Exercise directions: The response must be made up of the lines in the entries below that contain "source".

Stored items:
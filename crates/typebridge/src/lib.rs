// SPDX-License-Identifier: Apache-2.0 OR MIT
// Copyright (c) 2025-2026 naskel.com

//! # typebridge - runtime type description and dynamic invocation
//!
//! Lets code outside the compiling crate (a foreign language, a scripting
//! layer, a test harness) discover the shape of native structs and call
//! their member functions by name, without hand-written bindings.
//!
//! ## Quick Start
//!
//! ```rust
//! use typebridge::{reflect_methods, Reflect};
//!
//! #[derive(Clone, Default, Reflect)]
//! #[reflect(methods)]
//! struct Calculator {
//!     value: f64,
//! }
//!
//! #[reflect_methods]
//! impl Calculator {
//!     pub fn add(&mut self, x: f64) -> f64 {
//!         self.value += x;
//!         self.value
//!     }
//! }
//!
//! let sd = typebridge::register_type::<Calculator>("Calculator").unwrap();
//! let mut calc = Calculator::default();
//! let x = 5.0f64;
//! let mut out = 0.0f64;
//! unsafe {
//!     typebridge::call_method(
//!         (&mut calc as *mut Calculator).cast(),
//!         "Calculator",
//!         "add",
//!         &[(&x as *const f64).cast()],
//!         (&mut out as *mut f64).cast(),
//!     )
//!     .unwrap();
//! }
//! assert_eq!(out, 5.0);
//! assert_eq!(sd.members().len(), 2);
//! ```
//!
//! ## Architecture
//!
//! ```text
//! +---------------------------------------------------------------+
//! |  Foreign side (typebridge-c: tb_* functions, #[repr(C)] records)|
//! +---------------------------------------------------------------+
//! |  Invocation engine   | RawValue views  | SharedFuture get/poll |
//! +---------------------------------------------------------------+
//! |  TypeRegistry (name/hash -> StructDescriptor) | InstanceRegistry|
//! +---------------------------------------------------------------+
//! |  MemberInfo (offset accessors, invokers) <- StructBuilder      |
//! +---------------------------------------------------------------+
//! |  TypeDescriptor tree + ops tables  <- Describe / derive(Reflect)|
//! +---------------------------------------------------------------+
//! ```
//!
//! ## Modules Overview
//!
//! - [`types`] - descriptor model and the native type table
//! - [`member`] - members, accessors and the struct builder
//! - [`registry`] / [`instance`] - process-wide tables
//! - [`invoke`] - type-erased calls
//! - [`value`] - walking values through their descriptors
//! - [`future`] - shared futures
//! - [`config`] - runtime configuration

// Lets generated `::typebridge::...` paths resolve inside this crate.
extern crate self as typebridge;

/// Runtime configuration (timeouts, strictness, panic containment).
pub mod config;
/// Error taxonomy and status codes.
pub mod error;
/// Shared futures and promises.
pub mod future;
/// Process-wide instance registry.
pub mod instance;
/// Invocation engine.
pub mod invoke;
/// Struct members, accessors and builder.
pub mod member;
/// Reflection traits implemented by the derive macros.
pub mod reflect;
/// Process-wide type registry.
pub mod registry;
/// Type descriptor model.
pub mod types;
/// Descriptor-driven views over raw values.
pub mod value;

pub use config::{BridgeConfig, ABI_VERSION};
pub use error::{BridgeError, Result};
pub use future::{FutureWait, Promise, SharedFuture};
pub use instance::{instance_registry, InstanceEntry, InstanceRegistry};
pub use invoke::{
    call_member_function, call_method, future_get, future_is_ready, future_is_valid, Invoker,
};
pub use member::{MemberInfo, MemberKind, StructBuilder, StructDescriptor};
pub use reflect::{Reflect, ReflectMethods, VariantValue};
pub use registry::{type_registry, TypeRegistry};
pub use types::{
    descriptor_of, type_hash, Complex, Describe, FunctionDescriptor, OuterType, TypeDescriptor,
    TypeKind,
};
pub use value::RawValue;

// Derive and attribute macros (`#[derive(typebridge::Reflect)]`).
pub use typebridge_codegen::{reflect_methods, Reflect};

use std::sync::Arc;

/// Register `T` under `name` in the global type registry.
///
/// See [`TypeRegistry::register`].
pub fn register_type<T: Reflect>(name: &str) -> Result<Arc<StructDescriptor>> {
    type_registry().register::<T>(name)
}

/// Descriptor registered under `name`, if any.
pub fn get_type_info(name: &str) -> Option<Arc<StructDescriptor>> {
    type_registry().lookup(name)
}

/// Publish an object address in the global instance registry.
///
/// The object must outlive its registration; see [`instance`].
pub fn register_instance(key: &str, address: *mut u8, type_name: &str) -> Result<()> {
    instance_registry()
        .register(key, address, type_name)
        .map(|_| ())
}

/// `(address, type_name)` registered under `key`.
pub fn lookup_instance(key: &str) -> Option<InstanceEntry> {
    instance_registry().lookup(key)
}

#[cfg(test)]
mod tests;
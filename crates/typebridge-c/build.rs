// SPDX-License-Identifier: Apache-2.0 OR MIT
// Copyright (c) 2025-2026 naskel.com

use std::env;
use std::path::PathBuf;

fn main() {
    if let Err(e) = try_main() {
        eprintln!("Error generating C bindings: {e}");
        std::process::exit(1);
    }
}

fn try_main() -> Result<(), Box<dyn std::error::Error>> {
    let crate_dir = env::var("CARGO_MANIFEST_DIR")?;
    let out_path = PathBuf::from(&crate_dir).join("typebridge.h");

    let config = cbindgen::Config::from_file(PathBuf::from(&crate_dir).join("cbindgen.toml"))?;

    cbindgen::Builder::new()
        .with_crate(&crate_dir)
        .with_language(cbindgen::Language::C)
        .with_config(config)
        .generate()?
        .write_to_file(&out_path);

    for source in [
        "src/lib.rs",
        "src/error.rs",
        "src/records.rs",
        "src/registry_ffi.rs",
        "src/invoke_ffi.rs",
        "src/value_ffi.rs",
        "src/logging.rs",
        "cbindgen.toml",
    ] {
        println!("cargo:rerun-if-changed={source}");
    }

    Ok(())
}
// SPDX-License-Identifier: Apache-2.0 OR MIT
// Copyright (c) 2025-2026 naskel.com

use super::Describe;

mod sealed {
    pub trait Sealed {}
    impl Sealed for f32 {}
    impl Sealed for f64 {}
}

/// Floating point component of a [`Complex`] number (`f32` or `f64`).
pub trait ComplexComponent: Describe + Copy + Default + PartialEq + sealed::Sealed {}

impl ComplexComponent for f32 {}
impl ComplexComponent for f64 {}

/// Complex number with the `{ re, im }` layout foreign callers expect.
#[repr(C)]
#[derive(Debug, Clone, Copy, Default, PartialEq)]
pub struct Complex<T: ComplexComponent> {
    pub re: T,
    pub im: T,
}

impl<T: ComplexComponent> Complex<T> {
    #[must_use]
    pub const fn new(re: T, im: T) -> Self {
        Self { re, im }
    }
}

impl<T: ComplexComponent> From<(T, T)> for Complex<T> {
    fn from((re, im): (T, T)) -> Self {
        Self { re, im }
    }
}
* * *
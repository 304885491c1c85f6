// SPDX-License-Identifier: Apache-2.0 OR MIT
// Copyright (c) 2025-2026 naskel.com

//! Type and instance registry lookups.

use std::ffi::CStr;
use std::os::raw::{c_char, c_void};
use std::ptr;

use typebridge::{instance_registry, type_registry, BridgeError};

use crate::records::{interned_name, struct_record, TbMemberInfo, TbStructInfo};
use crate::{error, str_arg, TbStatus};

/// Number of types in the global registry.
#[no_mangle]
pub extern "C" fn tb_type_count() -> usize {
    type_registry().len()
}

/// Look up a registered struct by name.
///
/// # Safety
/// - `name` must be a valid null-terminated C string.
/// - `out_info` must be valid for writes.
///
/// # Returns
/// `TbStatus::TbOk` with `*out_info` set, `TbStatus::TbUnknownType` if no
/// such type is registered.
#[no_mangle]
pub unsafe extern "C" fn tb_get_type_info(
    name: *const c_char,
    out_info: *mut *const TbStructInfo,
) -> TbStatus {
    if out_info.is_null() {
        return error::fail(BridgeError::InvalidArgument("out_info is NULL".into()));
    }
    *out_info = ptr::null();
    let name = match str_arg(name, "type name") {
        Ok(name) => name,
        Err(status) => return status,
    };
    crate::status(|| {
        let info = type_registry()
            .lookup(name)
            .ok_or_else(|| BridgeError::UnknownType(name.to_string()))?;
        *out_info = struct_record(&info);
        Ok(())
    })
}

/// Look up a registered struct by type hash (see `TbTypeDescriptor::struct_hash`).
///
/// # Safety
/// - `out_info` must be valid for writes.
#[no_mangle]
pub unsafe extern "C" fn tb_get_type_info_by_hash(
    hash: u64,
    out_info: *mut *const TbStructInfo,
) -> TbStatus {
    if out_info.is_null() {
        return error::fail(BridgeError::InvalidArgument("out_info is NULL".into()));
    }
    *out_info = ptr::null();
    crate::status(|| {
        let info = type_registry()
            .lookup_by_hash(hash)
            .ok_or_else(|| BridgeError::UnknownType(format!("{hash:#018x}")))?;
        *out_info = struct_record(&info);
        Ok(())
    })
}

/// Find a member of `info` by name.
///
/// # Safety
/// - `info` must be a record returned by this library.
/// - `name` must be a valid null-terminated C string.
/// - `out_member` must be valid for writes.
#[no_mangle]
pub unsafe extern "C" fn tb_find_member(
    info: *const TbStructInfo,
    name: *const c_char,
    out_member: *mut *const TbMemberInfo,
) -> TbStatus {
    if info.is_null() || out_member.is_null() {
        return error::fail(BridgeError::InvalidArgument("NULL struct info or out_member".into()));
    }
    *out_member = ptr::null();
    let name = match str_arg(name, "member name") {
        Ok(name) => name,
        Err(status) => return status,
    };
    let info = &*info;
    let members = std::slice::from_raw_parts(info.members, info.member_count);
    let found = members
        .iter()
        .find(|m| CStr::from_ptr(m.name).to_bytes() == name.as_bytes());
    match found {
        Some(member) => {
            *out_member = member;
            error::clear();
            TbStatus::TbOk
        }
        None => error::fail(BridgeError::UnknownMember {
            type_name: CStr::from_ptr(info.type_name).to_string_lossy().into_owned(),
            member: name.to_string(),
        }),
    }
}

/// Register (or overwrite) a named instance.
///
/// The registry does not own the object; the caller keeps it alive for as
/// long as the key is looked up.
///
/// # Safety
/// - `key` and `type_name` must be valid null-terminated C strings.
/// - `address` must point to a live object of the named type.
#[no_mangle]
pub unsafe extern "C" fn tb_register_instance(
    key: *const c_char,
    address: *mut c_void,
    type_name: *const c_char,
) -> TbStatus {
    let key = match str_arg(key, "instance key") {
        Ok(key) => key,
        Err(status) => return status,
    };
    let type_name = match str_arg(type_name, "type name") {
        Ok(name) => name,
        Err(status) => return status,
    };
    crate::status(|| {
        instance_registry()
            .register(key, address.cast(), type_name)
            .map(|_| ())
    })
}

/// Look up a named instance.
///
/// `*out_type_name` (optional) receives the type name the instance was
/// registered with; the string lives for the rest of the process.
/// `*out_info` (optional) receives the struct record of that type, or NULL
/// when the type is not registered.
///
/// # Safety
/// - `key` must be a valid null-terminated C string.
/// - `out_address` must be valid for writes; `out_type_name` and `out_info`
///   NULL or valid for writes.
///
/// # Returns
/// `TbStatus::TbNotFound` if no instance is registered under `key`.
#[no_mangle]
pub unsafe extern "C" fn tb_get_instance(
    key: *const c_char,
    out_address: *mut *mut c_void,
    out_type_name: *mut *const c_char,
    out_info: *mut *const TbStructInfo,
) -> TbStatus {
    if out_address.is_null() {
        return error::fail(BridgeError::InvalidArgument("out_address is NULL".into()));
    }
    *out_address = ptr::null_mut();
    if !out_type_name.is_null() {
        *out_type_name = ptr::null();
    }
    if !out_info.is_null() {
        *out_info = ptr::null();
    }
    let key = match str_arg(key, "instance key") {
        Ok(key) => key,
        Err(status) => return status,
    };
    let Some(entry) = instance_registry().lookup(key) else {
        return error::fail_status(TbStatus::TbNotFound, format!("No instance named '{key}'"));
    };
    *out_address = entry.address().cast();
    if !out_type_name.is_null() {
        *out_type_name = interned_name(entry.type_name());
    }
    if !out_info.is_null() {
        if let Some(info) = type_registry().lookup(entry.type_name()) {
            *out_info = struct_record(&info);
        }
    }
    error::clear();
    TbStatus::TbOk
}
--
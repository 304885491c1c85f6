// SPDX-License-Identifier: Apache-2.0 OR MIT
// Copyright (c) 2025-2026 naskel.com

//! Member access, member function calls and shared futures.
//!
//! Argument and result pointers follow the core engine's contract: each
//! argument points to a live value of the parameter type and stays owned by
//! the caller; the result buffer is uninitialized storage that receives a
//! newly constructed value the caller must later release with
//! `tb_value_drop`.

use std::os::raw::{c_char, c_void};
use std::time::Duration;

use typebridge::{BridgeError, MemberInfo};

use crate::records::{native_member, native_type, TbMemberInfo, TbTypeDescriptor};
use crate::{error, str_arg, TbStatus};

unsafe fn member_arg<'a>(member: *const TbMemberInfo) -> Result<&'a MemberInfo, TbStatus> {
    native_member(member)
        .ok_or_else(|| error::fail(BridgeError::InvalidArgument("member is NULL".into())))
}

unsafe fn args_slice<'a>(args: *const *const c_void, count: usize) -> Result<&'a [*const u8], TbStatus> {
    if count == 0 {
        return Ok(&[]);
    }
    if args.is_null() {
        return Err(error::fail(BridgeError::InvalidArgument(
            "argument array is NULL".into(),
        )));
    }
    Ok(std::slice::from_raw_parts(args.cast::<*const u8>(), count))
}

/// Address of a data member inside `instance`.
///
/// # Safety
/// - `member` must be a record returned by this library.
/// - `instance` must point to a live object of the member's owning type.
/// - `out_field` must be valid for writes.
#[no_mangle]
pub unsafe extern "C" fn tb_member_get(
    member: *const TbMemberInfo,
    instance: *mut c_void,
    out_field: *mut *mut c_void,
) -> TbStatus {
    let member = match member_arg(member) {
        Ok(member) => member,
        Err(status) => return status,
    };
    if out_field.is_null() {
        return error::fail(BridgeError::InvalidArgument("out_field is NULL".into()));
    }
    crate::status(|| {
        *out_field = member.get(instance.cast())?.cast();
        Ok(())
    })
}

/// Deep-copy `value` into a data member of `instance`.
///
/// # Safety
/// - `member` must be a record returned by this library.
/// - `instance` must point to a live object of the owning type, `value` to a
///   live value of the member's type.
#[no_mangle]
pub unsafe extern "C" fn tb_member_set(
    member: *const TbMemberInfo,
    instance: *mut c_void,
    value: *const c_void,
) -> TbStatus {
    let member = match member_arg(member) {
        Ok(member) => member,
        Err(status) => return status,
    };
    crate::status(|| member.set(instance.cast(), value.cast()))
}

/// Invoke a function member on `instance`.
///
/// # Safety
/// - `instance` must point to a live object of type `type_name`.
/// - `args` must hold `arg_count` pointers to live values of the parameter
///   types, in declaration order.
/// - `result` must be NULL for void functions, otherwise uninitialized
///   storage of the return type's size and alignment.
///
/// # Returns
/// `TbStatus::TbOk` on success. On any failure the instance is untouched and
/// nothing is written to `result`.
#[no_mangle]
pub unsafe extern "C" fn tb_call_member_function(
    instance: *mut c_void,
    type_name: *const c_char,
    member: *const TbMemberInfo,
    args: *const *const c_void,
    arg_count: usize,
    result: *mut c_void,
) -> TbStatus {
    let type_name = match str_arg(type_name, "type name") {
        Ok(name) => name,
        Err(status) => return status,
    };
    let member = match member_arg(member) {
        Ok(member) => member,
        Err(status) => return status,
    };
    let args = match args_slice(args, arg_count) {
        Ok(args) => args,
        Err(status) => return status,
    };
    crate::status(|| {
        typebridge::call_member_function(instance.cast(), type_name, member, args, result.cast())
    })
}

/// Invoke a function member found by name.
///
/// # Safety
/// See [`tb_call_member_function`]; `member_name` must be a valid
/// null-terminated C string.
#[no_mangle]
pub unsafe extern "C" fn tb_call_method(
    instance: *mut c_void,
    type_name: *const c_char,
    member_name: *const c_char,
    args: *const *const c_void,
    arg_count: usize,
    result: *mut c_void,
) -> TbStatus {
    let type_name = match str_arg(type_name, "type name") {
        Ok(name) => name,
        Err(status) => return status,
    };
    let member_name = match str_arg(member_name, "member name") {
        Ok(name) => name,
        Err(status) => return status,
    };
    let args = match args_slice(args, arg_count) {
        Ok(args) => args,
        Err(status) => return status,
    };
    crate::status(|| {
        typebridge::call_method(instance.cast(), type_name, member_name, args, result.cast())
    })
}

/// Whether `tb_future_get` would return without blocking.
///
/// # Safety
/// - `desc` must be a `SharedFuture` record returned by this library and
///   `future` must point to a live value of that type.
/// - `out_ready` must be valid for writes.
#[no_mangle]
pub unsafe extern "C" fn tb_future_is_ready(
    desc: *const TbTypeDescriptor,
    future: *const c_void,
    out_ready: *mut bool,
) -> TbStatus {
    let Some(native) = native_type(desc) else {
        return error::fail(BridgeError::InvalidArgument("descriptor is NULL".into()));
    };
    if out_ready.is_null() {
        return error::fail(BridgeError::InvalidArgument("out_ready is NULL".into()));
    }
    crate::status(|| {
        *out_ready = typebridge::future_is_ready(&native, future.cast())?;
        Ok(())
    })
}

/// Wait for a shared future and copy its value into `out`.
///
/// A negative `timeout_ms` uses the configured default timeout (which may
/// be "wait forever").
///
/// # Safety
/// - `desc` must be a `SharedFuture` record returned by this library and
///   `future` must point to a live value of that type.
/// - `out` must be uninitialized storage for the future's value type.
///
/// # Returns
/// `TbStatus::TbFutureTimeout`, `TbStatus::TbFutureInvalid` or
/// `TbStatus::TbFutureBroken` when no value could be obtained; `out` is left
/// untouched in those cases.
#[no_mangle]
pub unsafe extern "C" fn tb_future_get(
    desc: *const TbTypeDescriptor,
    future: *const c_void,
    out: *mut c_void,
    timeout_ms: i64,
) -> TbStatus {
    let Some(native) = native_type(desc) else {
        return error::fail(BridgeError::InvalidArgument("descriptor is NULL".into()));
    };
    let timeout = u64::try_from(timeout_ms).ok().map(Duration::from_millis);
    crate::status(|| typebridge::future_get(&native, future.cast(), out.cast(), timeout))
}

Task result:
    for source in [
        println!("cargo:rerun-if-changed={source}");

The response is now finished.